Read a CWL summary plus the preceding Galaxy interface brief and emit a reviewable Markdown data-flow brief. Capture abstract topology, Galaxy collection semantics, placeholder transformations, unresolved Galaxy tool needs, confidence, and open questions.

CWL already carries structured workflow shape, so this skill should be lighter than nextflow-summary-to-galaxy-data-flow.

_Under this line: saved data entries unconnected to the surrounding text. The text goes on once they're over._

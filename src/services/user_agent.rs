/// A family name plus its dotted version, e.g. `Chrome` / `120.0.6099`.
#[derive(Debug, Clone, PartialEq, Eq)]
pub struct UaComponent {
    pub family: String,
    /// Empty when no version could be read.
    pub version_string: String,
}

impl UaComponent {
    fn new(family: &str, version: Option<String>) -> Self {
        Self {
            family: family.to_string(),
            version_string: version.unwrap_or_default(),
        }
    }

    fn other() -> Self {
        Self::new("Other", None)
    }
}

/// What a user-agent parser extracts from a `User-Agent` header.
#[derive(Debug, Clone, PartialEq, Eq)]
pub struct ParsedUserAgent {
    pub browser: UaComponent,
    pub os: UaComponent,
    pub device_family: String,
}

/// Turns a raw `User-Agent` string into browser, OS and device families.
///
/// Parsing never fails: unknown input maps to `Other` families.
pub trait UserAgentParser: Send + Sync {
    fn parse(&self, user_agent: &str) -> ParsedUserAgent;
}

/// Token-matching parser covering the mainstream browsers and platforms.
#[derive(Debug, Clone, Copy, Default)]
pub struct HeuristicUserAgentParser;

impl UserAgentParser for HeuristicUserAgentParser {
    fn parse(&self, user_agent: &str) -> ParsedUserAgent {
        ParsedUserAgent {
            browser: parse_browser(user_agent),
            os: parse_os(user_agent),
            device_family: parse_device(user_agent),
        }
    }
}

/// Reads the version right after `marker`, keeping at most three components.
fn version_after(user_agent: &str, marker: &str) -> Option<String> {
    let start = user_agent.find(marker)? + marker.len();
    let raw: String = user_agent[start..]
        .chars()
        .take_while(|c| c.is_ascii_digit() || *c == '.' || *c == '_')
        .map(|c| if c == '_' { '.' } else { c })
        .collect();

    let parts: Vec<&str> = raw.split('.').filter(|p| !p.is_empty()).take(3).collect();
    if parts.is_empty() {
        None
    } else {
        Some(parts.join("."))
    }
}

fn parse_browser(ua: &str) -> UaComponent {
    // Order matters: Edge and Opera also advertise Chrome, Chrome also advertises Safari.
    if let Some(version) = version_after(ua, "Edg/")
        .or_else(|| version_after(ua, "EdgA/"))
        .or_else(|| version_after(ua, "Edge/"))
    {
        return UaComponent::new("Edge", Some(version));
    }
    if ua.contains("OPR/") || ua.contains("Opera") {
        let version = version_after(ua, "OPR/").or_else(|| version_after(ua, "Version/"));
        return UaComponent::new("Opera", version);
    }
    if ua.contains("Firefox/") || ua.contains("FxiOS/") {
        let version = version_after(ua, "Firefox/").or_else(|| version_after(ua, "FxiOS/"));
        return UaComponent::new("Firefox", version);
    }
    if ua.contains("Chrome/") || ua.contains("CriOS/") {
        let version = version_after(ua, "Chrome/").or_else(|| version_after(ua, "CriOS/"));
        return UaComponent::new("Chrome", version);
    }
    if ua.contains("Safari/") && ua.contains("Version/") {
        return UaComponent::new("Safari", version_after(ua, "Version/"));
    }
    if let Some(version) = version_after(ua, "MSIE ") {
        return UaComponent::new("Internet Explorer", Some(version));
    }
    if ua.contains("Trident/") {
        return UaComponent::new("Internet Explorer", version_after(ua, "rv:"));
    }

    UaComponent::other()
}

fn windows_release(nt_version: &str) -> &str {
    match nt_version {
        "10.0" => "10",
        "6.3" => "8.1",
        "6.2" => "8",
        "6.1" => "7",
        "6.0" => "Vista",
        "5.1" | "5.2" => "XP",
        other => other,
    }
}

fn parse_os(ua: &str) -> UaComponent {
    if ua.contains("Windows") {
        let release = version_after(ua, "Windows NT ").map(|v| windows_release(&v).to_string());
        return UaComponent::new("Windows", release);
    }
    if ua.contains("iPhone") || ua.contains("iPad") || ua.contains("iPod") {
        let version = version_after(ua, "iPhone OS ").or_else(|| version_after(ua, "CPU OS "));
        return UaComponent::new("iOS", version);
    }
    if ua.contains("Android") {
        return UaComponent::new("Android", version_after(ua, "Android "));
    }
    if ua.contains("CrOS") {
        return UaComponent::new("Chrome OS", None);
    }
    if ua.contains("Mac OS X") {
        return UaComponent::new("Mac OS X", version_after(ua, "Mac OS X "));
    }
    if ua.contains("Linux") {
        return UaComponent::new("Linux", None);
    }

    UaComponent::other()
}

fn parse_device(ua: &str) -> String {
    let lower = ua.to_lowercase();
    let family = if lower.contains("bot") || lower.contains("spider") || lower.contains("crawler") {
        "Spider"
    } else if ua.contains("iPhone") {
        "iPhone"
    } else if ua.contains("iPad") {
        "iPad"
    } else if ua.contains("iPod") {
        "iPod"
    } else if ua.contains("Android") && ua.contains("Mobile") {
        "Generic Smartphone"
    } else if ua.contains("Android") {
        "Generic Tablet"
    } else if ua.contains("Macintosh") {
        "Mac"
    } else {
        "Other"
    };

    family.to_string()
}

Start from `summary-cwl.graph.edges[]` instead of rediscovering the DAG. The main work is translation pressure: CWL scatter into Galaxy map-over or collection steps, `linkMerge`/`pickValue` into explicit fan-in choices, secondary files into output contracts, and `valueFrom`/`when` into reviewable placeholders when Galaxy cannot express them directly.

## Runtime Notes

- Do not read Foundry source files at runtime; use only files packaged in this skill bundle and user-supplied artifacts.
- Preserve declared artifact filenames unless the user or harness supplies explicit paths.
- Carry unresolved assumptions into the output artifact instead of silently inventing missing source evidence.